Using principles of motor control to analyze performance of human machine interfaces

There have been significant advances in biosignal extraction techniques to drive external biomechatronic devices or to use as inputs to sophisticated human machine interfaces. The control signals are typically derived from biological signals such as myoelectric measurements made either from the surface of the skin or subcutaneously. Other biosignal sensing modalities are emerging. With improvements in sensing modalities and control algorithms, it is becoming possible to robustly control the target position of an end-effector. It remains largely unknown to what extent these improvements can lead to naturalistic human-like movement. In this paper, we sought to answer this question.

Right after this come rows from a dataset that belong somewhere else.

//! Progress-callback trait for per-file and per-page batch events.
//!
//! Inject an [`Arc<dyn BatchProgressCallback>`] via
//! [`crate::config::BatchConfigBuilder::progress_callback`] to receive events
//! as the batch works through a folder.
//!
//! # Why callbacks instead of channels?
//!
//! The callback approach is the least-invasive integration point: callers can
//! forward events to a terminal progress bar, a log file, or a GUI — without
//! the library knowing anything about how the host application communicates.
//! The trait is `Send + Sync` so the same implementation keeps working if a
//! caller runs several independent batches from different threads.

use std::sync::Arc;

/// Called by the batch as it scans the folder and processes each document.
///
/// All methods have default no-op implementations so callers only override
/// what they care about.
pub trait BatchProgressCallback: Send + Sync {
    /// Called once after the folder scan, before any file is processed.
    ///
    /// # Arguments
    /// * `pdf_count` — number of PDF files found
    fn on_scan_complete(&self, pdf_count: usize) {
        let _ = pdf_count;
    }

    /// Called when a file's conversion begins (after the skip check).
    ///
    /// # Arguments
    /// * `name`  — file name of the PDF
    /// * `index` — 0-based position in the folder run
    /// * `total` — number of PDF files in the run
    fn on_file_start(&self, name: &str, index: usize, total: usize) {
        let _ = (name, index, total);
    }

    /// Called when a file is skipped because its output already exists.
    fn on_file_skipped(&self, name: &str) {
        let _ = name;
    }

    /// Called just before OCR runs on a page.
    ///
    /// # Arguments
    /// * `page_num`    — 1-indexed page number
    /// * `total_pages` — pages in the current document
    fn on_page_start(&self, page_num: usize, total_pages: usize) {
        let _ = (page_num, total_pages);
    }

    /// Called when OCR on a page succeeds.
    ///
    /// # Arguments
    /// * `text_len` — byte length of the recognised page text
    fn on_page_complete(&self, page_num: usize, total_pages: usize, text_len: usize) {
        let _ = (page_num, total_pages, text_len);
    }

    /// Called when OCR on a page fails. The page contributes an empty
    /// section; the document continues.
    fn on_page_error(&self, page_num: usize, total_pages: usize, error: String) {
        let _ = (page_num, total_pages, error);
    }

    /// Called when a file's output has been written.
    ///
    /// # Arguments
    /// * `pages`        — pages attempted
    /// * `failed_pages` — pages whose OCR failed
    fn on_file_complete(&self, name: &str, pages: usize, failed_pages: usize) {
        let _ = (name, pages, failed_pages);
    }

    /// Called when a file fails as a whole (rasterisation or output write).
    fn on_file_failed(&self, name: &str, error: String) {
        let _ = (name, error);
    }

    /// Called once after every file has been attempted.
    fn on_batch_complete(&self, written: usize, skipped: usize, failed: usize) {
        let _ = (written, skipped, failed);
    }
}

/// A no-op implementation for callers that don't need progress events.
///
/// This is the default when no callback is configured.
pub struct NoopBatchCallback;

impl BatchProgressCallback for NoopBatchCallback {}

/// Convenience alias matching the type stored in [`crate::config::BatchConfig`].
pub type ProgressCallback = Arc<dyn BatchProgressCallback>;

We utilized a sensing paradigm called sonomyography based on continuous ultrasound imaging of forearm muscles. Unlike myoelectric control strategies which measure electrical activation and use the extracted signals to determine the velocity of an end-effector; sonomyography measures muscle deformation directly with ultrasound and uses the extracted signals to proportionally control the position of an end-effector. Previously, we showed that users were able to accurately and precisely perform a virtual target acquisition task using sonomyography. In this work, we investigate the time course of the control trajectories derived from sonomyography. We show that the time course of the sonomyography-derived trajectories that users take to reach virtual targets reflect the trajectories shown to be typical for kinematic characteristics observed in biological limbs. Specifically, during a target acquisition task, the velocity profiles followed a minimum jerk trajectory shown for point-to-point arm reaching movements, with similar time to target. In addition, the trajectories based on ultrasound imaging result in a systematic delay and scaling of peak movement velocity as the movement distance increased. We believe this is the first evaluation of similarities in control policies in coordinated movements in jointed limbs, and those based on position control signals extracted at the individual muscle level. These results have strong implications for the future development of control paradigms for assistive technologies.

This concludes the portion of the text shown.